Image Super-Resolution (ISR) is a cutting-edge technology that boosts the quality and resolution of low-resolution images. This blog will guide you through the process of implementing ISR with Keras, introducing essential networks and troubleshooting tips along the way.
Getting Started with ISR
The ISR project provides Keras implementations of different Residual Dense Networks. These networks can upscale images effectively while retaining their quality. Whether you are a seasoned programmer or a curious newcomer, let’s break down how you can use this powerful tool!
Installation
To get started, you’ll need to install ISR. There are two methods available:
- From PyPI (recommended): Run the command
pip install ISR. - From GitHub source: Execute the following:
git clone https://github.com/idealo/image-super-resolution
cd image-super-resolution
python setup.py install
Usage
Prediction
Once installed, you can load an image and upscale it using pre-trained models. Here’s how:
import numpy as np
from PIL import Image
from ISR.models import RDN
# Load the low-resolution image
img = Image.open('data/input/test_images/sample_image.jpg')
lr_img = np.array(img)
# Load the model and run prediction
rdn = RDN(weights='psnr-small')
sr_img = rdn.predict(lr_img)
# Save the super-resolved image
Image.fromarray(sr_img).save('output/super_resolved_image.jpg')
Training Your Own Model
If you want to train your own model, prepare a dataset of low-resolution images and their corresponding high-resolution versions. Use the following code template to set up your model:
from ISR.models import RRDN
from ISR.train import Trainer
# Create a trainer object
trainer = Trainer(generator=rrdn, lr_train_dir='low_res_training_images', hr_train_dir='high_res_training_images')
# Start training
trainer.train(epochs=80, steps_per_epoch=500, batch_size=16, monitored_metrics='val_PSNR_Y:max')

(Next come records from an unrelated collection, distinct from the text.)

use std::cell::RefCell;
use std::collections::BTreeMap;

/// Traffic magnitude per traffic class.
pub type VolumeMap = BTreeMap<String, f64>;

#[derive(Clone, Debug, Default, PartialEq)]
pub struct VolumeTotals {
    pub by_class: VolumeMap,
    pub total: f64,
}

impl VolumeTotals {
    pub fn get(&self, key: Option<&str>) -> f64 {
        match key {
            None => self.total,
            Some(class) => self.by_class.get(class).copied().unwrap_or(0.0),
        }
    }

    pub fn accumulate(&mut self, volume: &VolumeMap, total: f64) {
        for (class, value) in volume {
            *self.by_class.entry(class.clone()).or_insert(0.0) += value;
        }
        self.total += total;
    }
}

#[derive(Clone, Debug, Default, PartialEq)]
enum CacheState {
    #[default]
    Stale,
    Valid(VolumeTotals),
}

/// Aggregate that is recomputed on the first read after invalidation.
#[derive(Debug, Default)]
pub struct VolumeCache {
    state: RefCell<CacheState>,
}

impl VolumeCache {
    pub fn invalidate(&self) {
        self.state.replace(CacheState::Stale);
    }

    pub fn is_valid(&self) -> bool {
        matches!(*self.state.borrow(), CacheState::Valid(_))
    }

    pub fn read(&self, compute: impl FnOnce() -> VolumeTotals) -> VolumeTotals {
        if let CacheState::Valid(totals) = &*self.state.borrow() {
            return totals.clone();
        }

        let totals = compute();
        self.state.replace(CacheState::Valid(totals.clone()));
        totals
    }
}

#[cfg(test)]
mod tests {
    use super::*;

    #[test]
    fn test_cache_recomputes_only_when_stale() {
        let cache = VolumeCache::default();
        let mut computations = 0;

        let mut compute = || {
            computations += 1;
            VolumeTotals {
                by_class: VolumeMap::from([("normal".to_owned(), 4.0)]),
                total: 4.0,
            }
        };

        assert!(!cache.is_valid());
        assert_eq!(cache.read(&mut compute).total, 4.0);
        assert_eq!(cache.read(&mut compute).get(Some("normal")), 4.0);
        assert!(cache.is_valid());

        cache.invalidate();
        assert!(!cache.is_valid());
        cache.read(&mut compute);
        assert_eq!(computations, 2);
    }
}
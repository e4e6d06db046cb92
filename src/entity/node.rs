use eframe::egui::{Vec2, vec2};
use serde_json::{Map, Value};

use super::volume::{VolumeCache, VolumeMap, VolumeTotals};
use super::{ConnectionMap, GraphObject, Notice, ObjectId, ObjectRef, class_or_default};
use crate::graph::dimming::DimState;
use crate::snapshot::SnapshotNode;
use crate::util::approx_eq;

#[derive(Debug)]
pub struct Node {
    id: ObjectId,
    name: String,
    class: String,
    metadata: Map<String, Value>,
    notices: Vec<Notice>,
    pub position: Vec2,
    size: f32,
    pub(crate) incoming: Vec<String>,
    pub(crate) outgoing: Vec<String>,
    incoming_volume: VolumeCache,
    outgoing_volume: VolumeCache,
    volume_percent: f64,
    class_percent: VolumeMap,
    pub(crate) filtered: bool,
    pub(crate) default_filtered: bool,
    pub(crate) rank: Option<usize>,
    pub(crate) depth: Option<usize>,
    pub(crate) dim: DimState,
}

impl Node {
    pub fn new(data: &SnapshotNode, default_size: f32) -> Self {
        let position = data
            .position
            .map(|position| vec2(position.x, position.y))
            .unwrap_or(Vec2::ZERO);

        let mut node = Self {
            id: ObjectId::next(),
            name: data.name.clone(),
            class: class_or_default(None),
            metadata: Map::new(),
            notices: Vec::new(),
            position,
            size: data.size.unwrap_or(default_size),
            incoming: Vec::new(),
            outgoing: Vec::new(),
            incoming_volume: VolumeCache::default(),
            outgoing_volume: VolumeCache::default(),
            volume_percent: 0.0,
            class_percent: VolumeMap::new(),
            filtered: false,
            default_filtered: false,
            rank: None,
            depth: None,
            dim: DimState::default(),
        };
        node.update(data);
        node
    }

    /// Merges a snapshot fragment in place. Position is owned by the layout
    /// once the node exists, so it is only read at creation.
    pub fn update(&mut self, data: &SnapshotNode) -> bool {
        let class = class_or_default(data.class.as_deref());
        let metadata = data.metadata.clone().unwrap_or_default();
        let mut changed = false;

        if self.class != class {
            self.class = class;
            changed = true;
        }
        if self.metadata != metadata {
            self.metadata = metadata;
            changed = true;
        }
        if self.notices != data.notices {
            self.notices = data.notices.clone();
            changed = true;
        }
        if let Some(size) = data.size
            && self.size != size
        {
            self.size = size;
            changed = true;
        }
        changed
    }

    pub(crate) fn invalidate_incoming_volume(&self) {
        self.incoming_volume.invalidate();
    }

    pub(crate) fn invalidate_outgoing_volume(&self) {
        self.outgoing_volume.invalidate();
    }

    pub fn incoming_volume_cached(&self) -> bool {
        self.incoming_volume.is_valid()
    }

    pub fn incoming_volume(&self, connections: &ConnectionMap, key: Option<&str>) -> f64 {
        self.incoming_totals(connections).get(key)
    }

    pub fn outgoing_volume(&self, connections: &ConnectionMap, key: Option<&str>) -> f64 {
        self.outgoing_totals(connections).get(key)
    }

    pub fn incoming_totals(&self, connections: &ConnectionMap) -> VolumeTotals {
        self.incoming_volume
            .read(|| sum_volumes(&self.incoming, connections))
    }

    pub fn outgoing_totals(&self, connections: &ConnectionMap) -> VolumeTotals {
        self.outgoing_volume
            .read(|| sum_volumes(&self.outgoing, connections))
    }

    /// Recomputes this node's share of the graph's current volume and its
    /// per-class breakdown. Fields are only written when they move.
    pub fn update_volume(&mut self, current: f64, connections: &ConnectionMap) -> bool {
        let outgoing = self.outgoing_totals(connections);
        let volume_percent = if current > 0.0 {
            outgoing.total / current
        } else {
            0.0
        };

        let class_percent = outgoing
            .by_class
            .iter()
            .map(|(class, value)| {
                let share = if outgoing.total > 0.0 {
                    value / outgoing.total
                } else {
                    0.0
                };
                (class.clone(), share)
            })
            .collect::<VolumeMap>();

        let mut changed = false;
        if !approx_eq(self.volume_percent, volume_percent) {
            self.volume_percent = volume_percent;
            changed = true;
        }
        if self.class_percent != class_percent {
            self.class_percent = class_percent;
            changed = true;
        }
        changed
    }

    /// Entry-node test: an explicit entry name wins, otherwise a node with no
    /// incoming and at least one outgoing connection is an entry.
    pub fn is_entry_node(&self, explicit_entry: Option<&str>) -> bool {
        match explicit_entry {
            Some(entry) => entry == self.name,
            None => self.incoming.is_empty() && !self.outgoing.is_empty(),
        }
    }

    /// True for this node's own name or for the source of one of its
    /// incoming connections. Downstream targets do NOT count: highlight
    /// propagation relies on this upstream-only check, so it is deliberately
    /// not general adjacency.
    pub fn connected_to(&self, name: &str, connections: &ConnectionMap) -> bool {
        if self.name == name {
            return true;
        }

        self.incoming.iter().any(|connection_name| {
            connections
                .get(connection_name)
                .is_some_and(|connection| connection.source() == name)
        })
    }

    pub fn metadata(&self) -> &Map<String, Value> {
        &self.metadata
    }

    pub fn size(&self) -> f32 {
        self.size
    }

    pub fn incoming_connections(&self) -> &[String] {
        &self.incoming
    }

    pub fn outgoing_connections(&self) -> &[String] {
        &self.outgoing
    }

    pub fn volume_percent(&self) -> f64 {
        self.volume_percent
    }

    pub fn class_percent(&self) -> &VolumeMap {
        &self.class_percent
    }

    pub fn rank(&self) -> Option<usize> {
        self.rank
    }

    pub fn depth(&self) -> Option<usize> {
        self.depth
    }

    pub fn is_default_visible(&self) -> bool {
        !self.default_filtered
    }

    pub(crate) fn attach_incoming(&mut self, connection: &str) {
        if !self.incoming.iter().any(|name| name == connection) {
            self.incoming.push(connection.to_owned());
        }
        self.incoming_volume.invalidate();
    }

    pub(crate) fn attach_outgoing(&mut self, connection: &str) {
        if !self.outgoing.iter().any(|name| name == connection) {
            self.outgoing.push(connection.to_owned());
        }
        self.outgoing_volume.invalidate();
    }

    pub(crate) fn detach(&mut self, connection: &str) {
        let before = self.incoming.len() + self.outgoing.len();
        self.incoming.retain(|name| name != connection);
        self.outgoing.retain(|name| name != connection);
        if self.incoming.len() + self.outgoing.len() != before {
            self.incoming_volume.invalidate();
            self.outgoing_volume.invalidate();
        }
    }
}

fn sum_volumes(names: &[String], connections: &ConnectionMap) -> VolumeTotals {
    let mut totals = VolumeTotals::default();
    for name in names {
        if let Some(connection) = connections.get(name) {
            totals.accumulate(connection.volume(), connection.volume_total());
        }
    }
    totals
}

impl GraphObject for Node {
    fn object_id(&self) -> ObjectId {
        self.id
    }

    fn name(&self) -> &str {
        &self.name
    }

    fn class(&self) -> &str {
        &self.class
    }

    fn notices(&self) -> &[Notice] {
        &self.notices
    }

    fn is_visible(&self) -> bool {
        !self.filtered
    }

    fn object_ref(&self) -> ObjectRef {
        ObjectRef::Node(self.name.clone())
    }
}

Understanding the Code: An Analogy
Imagine that you are preparing a meal using a recipe. The ISR package is like your kitchen utensils, the network architectures are your cooking methods, and the training data is your selection of ingredients.

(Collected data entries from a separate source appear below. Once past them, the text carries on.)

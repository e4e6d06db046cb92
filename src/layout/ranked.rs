//! Left-to-right layered layout driven by longest-path ranking.

use std::collections::{BTreeMap, HashMap, HashSet};
use std::sync::Arc;

use eframe::egui::vec2;

use super::{Dimensions, LayoutCache, LayoutInput, LayoutOutput, LayoutStrategy, TopologyKey};

pub struct RankedLayout {
    cache: Arc<LayoutCache>,
}

impl RankedLayout {
    pub fn new(cache: Arc<LayoutCache>) -> Self {
        Self { cache }
    }
}

impl LayoutStrategy for RankedLayout {
    fn name(&self) -> &'static str {
        "ranked"
    }

    fn run(&self, input: &LayoutInput, dimensions: Dimensions) -> LayoutOutput {
        let key = TopologyKey::from_input(input);
        if let Some(cached) = self.cache.lookup(&key, dimensions) {
            log::debug!(
                "ranked layout cache hit for {} nodes / {} edges",
                key.nodes.len(),
                key.edges.len()
            );
            return cached;
        }

        let output = compute(input, dimensions);
        self.cache.insert(key, dimensions, output.clone());
        output
    }
}

struct RankGraph {
    names: Vec<String>,
    weights: Vec<f64>,
    edges: Vec<(usize, usize)>,
    entries: Vec<usize>,
}

impl RankGraph {
    fn from_input(input: &LayoutInput) -> Self {
        let mut order = (0..input.nodes.len()).collect::<Vec<_>>();
        order.sort_by(|&a, &b| input.nodes[a].name.cmp(&input.nodes[b].name));

        let names = order
            .iter()
            .map(|&index| input.nodes[index].name.clone())
            .collect::<Vec<_>>();
        let weights = order
            .iter()
            .map(|&index| input.nodes[index].weight)
            .collect::<Vec<_>>();
        let index_by_name = names
            .iter()
            .enumerate()
            .map(|(index, name)| (name.as_str(), index))
            .collect::<HashMap<_, _>>();

        let mut edges = input
            .edges
            .iter()
            .filter_map(|edge| {
                Some((
                    *index_by_name.get(edge.source.as_str())?,
                    *index_by_name.get(edge.target.as_str())?,
                ))
            })
            .collect::<Vec<_>>();
        edges.sort_unstable();
        edges.dedup();

        let mut entries = input
            .entry_nodes
            .iter()
            .filter_map(|name| index_by_name.get(name.as_str()).copied())
            .collect::<Vec<_>>();
        entries.sort_unstable();
        entries.dedup();

        Self {
            names,
            weights,
            edges,
            entries,
        }
    }
}

/// Splits `edges` into an acyclic set and the removed feedback edges.
/// Self-loops, edges into entry nodes and DFS back edges are removed. The
/// DFS starts from entry nodes, then sources, then everything else.
pub(crate) fn remove_feedback_edges(
    node_count: usize,
    edges: &[(usize, usize)],
    entries: &[usize],
) -> (Vec<(usize, usize)>, Vec<(usize, usize)>) {
    let entry_set = entries.iter().copied().collect::<HashSet<_>>();
    let mut outgoing = vec![Vec::new(); node_count];
    let mut in_degree = vec![0usize; node_count];
    for &(from, to) in edges {
        outgoing[from].push(to);
        in_degree[to] += 1;
    }

    let mut roots = entries.to_vec();
    roots.extend((0..node_count).filter(|index| in_degree[*index] == 0));
    roots.extend(0..node_count);

    // 0 = unvisited, 1 = on the DFS stack, 2 = finished
    let mut state = vec![0u8; node_count];
    let mut back_edges = HashSet::new();

    for root in roots {
        if state[root] != 0 {
            continue;
        }

        let mut stack = vec![(root, 0usize)];
        state[root] = 1;
        while let Some((node, next)) = stack.pop() {
            if next >= outgoing[node].len() {
                state[node] = 2;
                continue;
            }

            stack.push((node, next + 1));
            let target = outgoing[node][next];
            if target == node || entry_set.contains(&target) || state[target] == 1 {
                back_edges.insert((node, target));
            } else if state[target] == 0 {
                state[target] = 1;
                stack.push((target, 0));
            }
        }
    }

    edges
        .iter()
        .copied()
        .partition(|edge| !back_edges.contains(edge))
}

/// Longest-path ranks over an acyclic edge set: sinks start at 0, every
/// other node sits one before its closest successor, then ranks are shifted
/// so the smallest is 0 and entry nodes are pinned to 0.
pub(crate) fn longest_path_ranks(
    node_count: usize,
    acyclic: &[(usize, usize)],
    entries: &[usize],
) -> Vec<usize> {
    let mut outgoing = vec![Vec::new(); node_count];
    let mut in_degree = vec![0usize; node_count];
    for &(from, to) in acyclic {
        outgoing[from].push(to);
        in_degree[to] += 1;
    }

    let mut topo = Vec::with_capacity(node_count);
    let mut ready = (0..node_count)
        .filter(|index| in_degree[*index] == 0)
        .collect::<Vec<_>>();
    while let Some(node) = ready.pop() {
        topo.push(node);
        for &next in &outgoing[node] {
            in_degree[next] -= 1;
            if in_degree[next] == 0 {
                ready.push(next);
            }
        }
    }

    let mut raw = vec![0i64; node_count];
    for &node in topo.iter().rev() {
        if let Some(closest) = outgoing[node].iter().map(|&next| raw[next]).min() {
            raw[node] = closest - 1;
        }
    }

    let minimum = raw.iter().copied().min().unwrap_or(0);
    let mut ranks = raw
        .iter()
        .map(|rank| (rank - minimum) as usize)
        .collect::<Vec<_>>();
    for &entry in entries {
        ranks[entry] = 0;
    }
    ranks
}

/// Pulls nodes fed directly by an entry node towards the front: rank 1 when
/// the entry is their only source, rank 2 otherwise. Nodes only ever move
/// left, and never past an acyclic predecessor.
fn rank_entry_adjacent(
    ranks: &mut [usize],
    edges: &[(usize, usize)],
    acyclic: &[(usize, usize)],
    entries: &[usize],
) {
    let entry_set = entries.iter().copied().collect::<HashSet<_>>();
    let mut sources = vec![HashSet::new(); ranks.len()];
    for &(from, to) in edges {
        if from != to {
            sources[to].insert(from);
        }
    }

    let mut adjacent = edges
        .iter()
        .filter(|(from, to)| entry_set.contains(from) && !entry_set.contains(to))
        .map(|&(_, to)| to)
        .collect::<Vec<_>>();
    adjacent.sort_unstable();
    adjacent.dedup();

    for node in adjacent {
        let wanted = if sources[node].len() == 1 { 1 } else { 2 };
        let floor = acyclic
            .iter()
            .filter(|(_, to)| *to == node)
            .map(|&(from, _)| ranks[from] + 1)
            .max()
            .unwrap_or(0);
        ranks[node] = ranks[node].min(wanted.max(floor));
    }
}

/// Column sizes an oversized rank bucket is split into. Buckets of at most
/// `max_per_rank` stay whole; larger ones are chunked by
/// `min(max(floor(n / 2) - 1, 1), max_per_rank)`.
pub fn split_bucket_sizes(count: usize, max_per_rank: usize) -> Vec<usize> {
    let max_per_rank = max_per_rank.max(1);
    if count <= max_per_rank {
        return vec![count];
    }

    let chunk = ((count / 2).saturating_sub(1)).max(1).min(max_per_rank);
    let mut sizes = vec![chunk; count / chunk];
    if count % chunk != 0 {
        sizes.push(count % chunk);
    }
    sizes
}

/// Heaviest in the middle, then alternating above and below.
fn center_heaviest(sorted_desc: &[usize]) -> Vec<usize> {
    let mut above = Vec::new();
    let mut below = Vec::new();
    for (position, &node) in sorted_desc.iter().enumerate() {
        if position % 2 == 0 {
            below.push(node);
        } else {
            above.push(node);
        }
    }
    above.reverse();
    above.extend(below);
    above
}

fn compute(input: &LayoutInput, dimensions: Dimensions) -> LayoutOutput {
    let graph = RankGraph::from_input(input);
    let node_count = graph.names.len();
    let mut output = LayoutOutput::default();
    if node_count == 0 {
        return output;
    }

    let (acyclic, removed) = remove_feedback_edges(node_count, &graph.edges, &graph.entries);
    if !removed.is_empty() {
        log::debug!("ranked layout removed {} feedback edges", removed.len());
    }

    let mut ranks = longest_path_ranks(node_count, &acyclic, &graph.entries);
    if input.options.entry_adjacent_ranking {
        rank_entry_adjacent(&mut ranks, &graph.edges, &acyclic, &graph.entries);
    }

    let mut buckets: BTreeMap<usize, Vec<usize>> = BTreeMap::new();
    for (node, rank) in ranks.iter().enumerate() {
        buckets.entry(*rank).or_default().push(node);
    }

    let mut columns = Vec::new();
    for (_, mut bucket) in buckets {
        bucket.sort_by(|&a, &b| {
            graph.weights[b]
                .total_cmp(&graph.weights[a])
                .then_with(|| graph.names[a].cmp(&graph.names[b]))
        });

        let mut offset = 0usize;
        for size in split_bucket_sizes(bucket.len(), input.options.max_per_rank) {
            columns.push(center_heaviest(&bucket[offset..offset + size]));
            offset += size;
        }
    }

    let column_width = dimensions.width / columns.len() as f32;
    for (column, members) in columns.iter().enumerate() {
        let spacing = dimensions.height / (members.len() + 1) as f32;
        let stagger = if column % 2 == 1 { spacing * 0.25 } else { 0.0 };
        let x = (column as f32 + 0.5) * column_width - dimensions.width * 0.5;

        for (slot, &node) in members.iter().enumerate() {
            let y = (slot + 1) as f32 * spacing - dimensions.height * 0.5 + stagger;
            let name = &graph.names[node];
            output.positions.insert(name.clone(), vec2(x, y));
            output.ranks.insert(name.clone(), ranks[node]);
            output.columns.insert(name.clone(), column);
        }
    }

    output
}

#[cfg(test)]
mod tests {
    use super::*;
    use crate::config::LayoutConfig;
    use crate::layout::{LayoutEdge, LayoutNode};

    fn input(nodes: &[&str], edges: &[(&str, &str)], entries: &[&str]) -> LayoutInput {
        LayoutInput {
            nodes: nodes
                .iter()
                .map(|name| LayoutNode {
                    name: (*name).to_owned(),
                    size: 16.0,
                    weight: 0.0,
                    position_hint: None,
                    rank_hint: None,
                })
                .collect(),
            edges: edges
                .iter()
                .map(|(source, target)| LayoutEdge {
                    name: format!("{source}--{target}"),
                    source: (*source).to_owned(),
                    target: (*target).to_owned(),
                })
                .collect(),
            entry_nodes: entries.iter().map(|name| (*name).to_owned()).collect(),
            options: LayoutConfig::default(),
        }
    }

    #[test]
    fn test_acyclic_edges_go_strictly_forward() {
        let graph = RankGraph::from_input(&input(
            &["entry", "a", "b", "c", "d"],
            &[
                ("entry", "a"),
                ("a", "b"),
                ("b", "c"),
                ("c", "a"),
                ("c", "c"),
                ("b", "d"),
                ("d", "entry"),
            ],
            &["entry"],
        ));
        let (acyclic, removed) =
            remove_feedback_edges(graph.names.len(), &graph.edges, &graph.entries);
        let ranks = longest_path_ranks(graph.names.len(), &acyclic, &graph.entries);

        assert_eq!(acyclic.len() + removed.len(), graph.edges.len());
        assert_eq!(removed.len(), 3);
        for (from, to) in acyclic {
            assert!(ranks[from] < ranks[to], "{from} -> {to}");
        }
        for entry in graph.entries {
            assert_eq!(ranks[entry], 0);
        }
    }

    #[test]
    fn test_chain_ranks_and_positions() {
        let output = compute(
            &input(&["a", "b", "c"], &[("a", "b"), ("b", "c")], &["a"]),
            Dimensions::new(300.0, 200.0),
        );

        assert_eq!(output.ranks["a"], 0);
        assert_eq!(output.ranks["b"], 1);
        assert_eq!(output.ranks["c"], 2);
        assert_eq!(output.positions["a"], vec2(-100.0, 0.0));
        assert_eq!(output.positions["b"], vec2(0.0, 25.0));
        assert_eq!(output.positions["c"], vec2(100.0, 0.0));
    }

    #[test]
    fn test_split_bucket_sizes_golden() {
        assert_eq!(split_bucket_sizes(3, 8), vec![3]);
        assert_eq!(split_bucket_sizes(8, 8), vec![8]);
        assert_eq!(split_bucket_sizes(10, 4), vec![4, 4, 2]);
        assert_eq!(split_bucket_sizes(5, 4), vec![1, 1, 1, 1, 1]);
        assert_eq!(split_bucket_sizes(20, 8), vec![8, 8, 4]);
        assert_eq!(split_bucket_sizes(12, 8), vec![5, 5, 2]);
    }

    #[test]
    fn test_center_heaviest() {
        assert_eq!(center_heaviest(&[0, 1, 2, 3, 4]), vec![3, 1, 0, 2, 4]);
        assert_eq!(center_heaviest(&[7]), vec![7]);
    }

    #[test]
    fn test_entry_adjacent_ranking_pulls_nodes_forward() {
        let mut layout_input = input(
            &["entry", "a", "b", "c", "sink"],
            &[
                ("entry", "a"),
                ("a", "b"),
                ("b", "c"),
                ("c", "sink"),
                ("entry", "c"),
            ],
            &["entry"],
        );
        let dims = Dimensions::new(500.0, 500.0);

        let plain = compute(&layout_input, dims);
        assert_eq!(plain.ranks["c"], 3);

        layout_input.options.entry_adjacent_ranking = true;
        let adjusted = compute(&layout_input, dims);
        assert_eq!(adjusted.ranks["a"], 1);
        assert_eq!(adjusted.ranks["c"], 3, "c has an acyclic predecessor at rank 2");
    }

    #[test]
    fn test_cache_reuses_superset_layout() {
        let cache = Arc::new(LayoutCache::default());
        let layout = RankedLayout::new(Arc::clone(&cache));
        let dims = Dimensions::new(400.0, 300.0);

        let full = layout.run(
            &input(&["a", "b", "c"], &[("a", "b"), ("b", "c")], &["a"]),
            dims,
        );
        let partial = layout.run(&input(&["a", "b"], &[("a", "b")], &["a"]), dims);

        assert_eq!(cache.computations(), 1);
        assert_eq!(partial.positions["a"], full.positions["a"]);
        assert_eq!(partial.positions["b"], full.positions["b"]);
        assert!(!partial.positions.contains_key("c"));
    }

    #[test]
    fn test_subset_with_other_entry_is_recomputed() {
        let cache = Arc::new(LayoutCache::default());
        let layout = RankedLayout::new(Arc::clone(&cache));
        let dims = Dimensions::new(400.0, 300.0);

        layout.run(
            &input(&["a", "b", "c", "d"], &[("a", "b"), ("b", "c"), ("c", "d")], &["a"]),
            dims,
        );
        let focused = layout.run(&input(&["b", "c", "d"], &[("b", "c"), ("c", "d")], &["b"]), dims);

        assert_eq!(cache.computations(), 2);
        assert_eq!(cache.hits(), 0);
        assert_eq!(focused.ranks.get("b"), Some(&0));
    }

    #[test]
    fn test_oversized_rank_spills_into_extra_columns() {
        let leaves = ["l0", "l1", "l2", "l3", "l4", "l5", "l6", "l7", "l8", "l9"];
        let mut nodes = vec!["root"];
        nodes.extend(leaves);
        let edges = leaves.iter().map(|leaf| ("root", *leaf)).collect::<Vec<_>>();
        let mut layout_input = input(&nodes, &edges, &["root"]);
        layout_input.options.max_per_rank = 4;

        let output = compute(&layout_input, Dimensions::new(400.0, 400.0));
        let columns = leaves
            .iter()
            .map(|leaf| output.columns[*leaf])
            .collect::<HashSet<_>>();
        assert_eq!(columns, HashSet::from([1, 2, 3]));
        assert!(leaves.iter().all(|leaf| output.ranks[*leaf] == 1));
    }
}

- The RDN model is akin to a tried-and-true method, like simmering a sauce for hours to develop flavors.
- The RRDN model adds a layer of complexity, comparable to incorporating sous-vide techniques for precise cooking.
- When training, you meticulously adjust your ingredients—much like tuning the loss functions to get that perfect taste.
Troubleshooting
Common Issues You Might Encounter
- Poor Training Results: If your model isn’t yielding good results, start by training using only PSNR loss for a while (50+ epochs) before you introduce GANs and feature losses. Tweak the loss weights as necessary.
loss_weights = {
'generator': 1.0,
'feature_extractor': 0.0,
'discriminator': 0.0
}
AttributeError: str object has no attribute decode, try reinstalling h5py:bash
pip install h5py==2.10.0 --force-reinstall
Additional Information
For more in-depth tutorials and understanding of how to leverage Image Super-Resolution technology, check out the documentation here.
At fxis.ai, we believe that such advancements are crucial for the future of AI, as they enable more comprehensive and effective solutions. Our team is continually exploring new methodologies to push the envelope in artificial intelligence, ensuring that our clients benefit from the latest technological innovations.
Conclusion
The ISR project is a wonderful tool for anyone looking to improve the quality of their images. By following the steps outlined in this guide, you can enhance your image processing projects quickly and effectively. Happy upscaling!